New clues were surfacing almost hourly, and links between the London and Glasgow incidents were “becoming clearer,” said counter-terrorism chief Peter Clarke, briefing reporters in the Scottish city.

Prime Minister Gordon Brown, himself a Scotsman, on Sunday urged British residents to continue to remain calm, even as the nation’s terrorism alert rating remained at “critical,” the highest level.

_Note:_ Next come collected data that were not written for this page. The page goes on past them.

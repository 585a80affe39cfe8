//! Obtaining the runs to report on.

use std::path::PathBuf;

use anyhow::{Context, Result};
use metabench_driver::{Benchmark, metabase};
use metabench_types::BenchmarkResult;

use crate::config::Config;

/// Display name of a live benchmark run.
pub const LIVE_RUN_NAME: &str = "Benchmark";

/// Loads saved runs, named after their file stems.
///
/// Fails on the first file that cannot be read or decoded.
pub fn load_runs(paths: &[PathBuf]) -> Result<Vec<BenchmarkResult>> {
    paths
        .iter()
        .map(|path| {
            let run = BenchmarkResult::load(path)
                .with_context(|| format!("failed to load measurements from {}", path.display()))?;
            tracing::info!(
                name = %run.name,
                measurements = run.measurements.len(),
                "loaded run"
            );
            Ok(run)
        })
        .collect()
}

/// Runs the benchmark against the configured metabase.
///
/// Scenarios that failed are logged; their partial measurements are part of the result.
pub async fn run_benchmark(config: &Config) -> Result<BenchmarkResult> {
    let metabase = metabase::open(&config.database_url)
        .with_context(|| format!("failed to open metabase at {}", config.database_url))?;

    let mut benchmark = Benchmark::new(metabase, config.benchmark.clone());
    let run = benchmark.run().await.context("benchmark failed")?;

    if !run.failures.is_empty() {
        tracing::warn!(
            failed = run.failures.len(),
            "benchmark finished with failed scenarios"
        );
    }

    Ok(BenchmarkResult::new(LIVE_RUN_NAME, run.measurements))
}

#[cfg(test)]
mod tests {
    use std::fs;

    use metabench_test::fixtures::single_op_run;

    use super::*;

    #[test]
    fn loads_named_runs() {
        let dir = tempfile::tempdir().unwrap();
        let path = dir.path().join("before.json");
        single_op_run()
            .write_json(fs::File::create(&path).unwrap())
            .unwrap();

        let runs = load_runs(&[path]).unwrap();
        assert_eq!(runs.len(), 1);
        assert_eq!(runs[0].name, "before");
        assert_eq!(runs[0].measurements, single_op_run().measurements);
    }

    #[test]
    fn malformed_run_is_fatal() {
        let dir = tempfile::tempdir().unwrap();
        let good = dir.path().join("good.json");
        let bad = dir.path().join("bad.json");
        single_op_run()
            .write_json(fs::File::create(&good).unwrap())
            .unwrap();
        fs::write(&bad, "[{\"Parts\": ").unwrap();

        let err = load_runs(&[good, bad]).unwrap_err();
        assert!(err.to_string().contains("bad.json"));
    }

    #[tokio::test]
    async fn unsupported_database() {
        let config = Config {
            database_url: "postgres://localhost/benchmark".into(),
            ..Default::default()
        };

        let err = run_benchmark(&config).await.unwrap_err();
        assert!(err.to_string().contains("postgres://localhost/benchmark"));
    }

    #[tokio::test]
    async fn live_run() {
        metabench_test::tracing::init();

        let mut config = Config::default();
        config.benchmark.count = 2;
        config.benchmark.parts_variants = vec![1];
        config.benchmark.segment_variants = vec![1];
        config.benchmark.progress = false;

        let run = run_benchmark(&config).await.unwrap();
        assert_eq!(run.name, LIVE_RUN_NAME);
        // upload, iterate, list segments, download, delete
        assert_eq!(run.measurements.len(), 5);
    }
}
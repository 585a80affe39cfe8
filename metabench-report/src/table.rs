//! Human-readable table of a single run.
//!
//! One row is written per measurement and operation, with all statistics in milliseconds:
//!
//! ```text
//! Parts    Segments                     Avg     Max     P50     P90     P99
//!                                       ms      ms      ms      ms      ms
//! 1        0           Begin Object     1.23    2.01    1.20    1.80    2.01
//! ```

use std::io::{self, Write};

use comfy_table::presets::NOTHING;
use comfy_table::{CellAlignment, ContentArrangement, Table};
use metabench_types::Measurement;

use crate::histogram::{Histogram, HistogramOptions};

/// Spaces between two columns.
const PADDING: u16 = 4;

/// Writes the statistics of all measurements as an aligned table.
///
/// Operations without samples are skipped.
pub fn write_table<W: Write>(
    mut writer: W,
    measurements: &[Measurement],
    options: &HistogramOptions,
) -> io::Result<()> {
    let mut table = Table::new();
    table
        .load_preset(NOTHING)
        .set_content_arrangement(ContentArrangement::Disabled)
        .add_row(["Parts", "Segments", "", "Avg", "Max", "P50", "P90", "P99"])
        .add_row(["", "", "", "ms", "ms", "ms", "ms", "ms"]);

    for measurement in measurements {
        let scenario = measurement.scenario();
        for result in measurement.results() {
            let Some(histogram) = Histogram::new(&result.durations, options) else {
                continue;
            };

            table.add_row([
                scenario.parts.to_string(),
                scenario.segments.to_string(),
                result.name.clone(),
                msec(histogram.average),
                msec(histogram.maximum),
                msec(histogram.p50),
                msec(histogram.p90),
                msec(histogram.p99),
            ]);
        }
    }

    for column in table.column_iter_mut() {
        column
            .set_padding((0, PADDING))
            .set_cell_alignment(CellAlignment::Left);
    }

    // padding of the last column is not part of the layout
    for line in table.lines() {
        writeln!(writer, "{}", line.trim_end())?;
    }
    writer.flush()
}

/// Formats nanoseconds as milliseconds with two decimals.
fn msec(nanos: f64) -> String {
    format!("{:.2}", nanos / 1e6)
}
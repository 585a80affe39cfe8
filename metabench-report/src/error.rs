//! Errors raised while rendering outputs.

use thiserror::Error;

use crate::output::OutputKind;

/// Errors that can occur while rendering measurements.
#[derive(Debug, Error)]
pub enum ReportError {
    /// The output only supports a single run.
    ///
    /// This is checked before anything is written.
    #[error("'{output}' supports exactly one run, got {count}")]
    UnsupportedRunCount {
        /// The requested output.
        output: OutputKind,
        /// Number of runs that were passed.
        count: usize,
    },

    /// Writing to the output failed.
    #[error("i/o error: {0}")]
    Io(#[from] std::io::Error),

    /// Encoding measurements as JSON failed.
    #[error("json error: {0}")]
    Json(#[from] serde_json::Error),
}

/// Result type for rendering operations.
pub type ReportResult<T> = Result<T, ReportError>;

In the first TV interview of his premiership he told the BBC One “Sunday AM” program that he recognized the present terrorism threat as “long term and sustained.”

“[But] it’s very important,” he added, “that we the British people send a message to terrorists that they will not be allowed to undermine our British way of life.”

On Sunday night, tens of thousands of people, undeterred by the threat of additional attacks, attended a London concert organized by Princes William and Harry as a tribute to their late mother, Princess Diana, on the day she would have turned 46. The concert, which featured performances by artists such as Duran Duran and Elton John, was guarded by armed police officers.

Armed officers, normally a rarity in Britain, patrolled public places across London on Sunday and are expected to remain on the streets indefinitely.

In his first public comments on the attempted bomb attacks in Britain, President Bush on Sunday praised the “very strong response” by Brown’s government.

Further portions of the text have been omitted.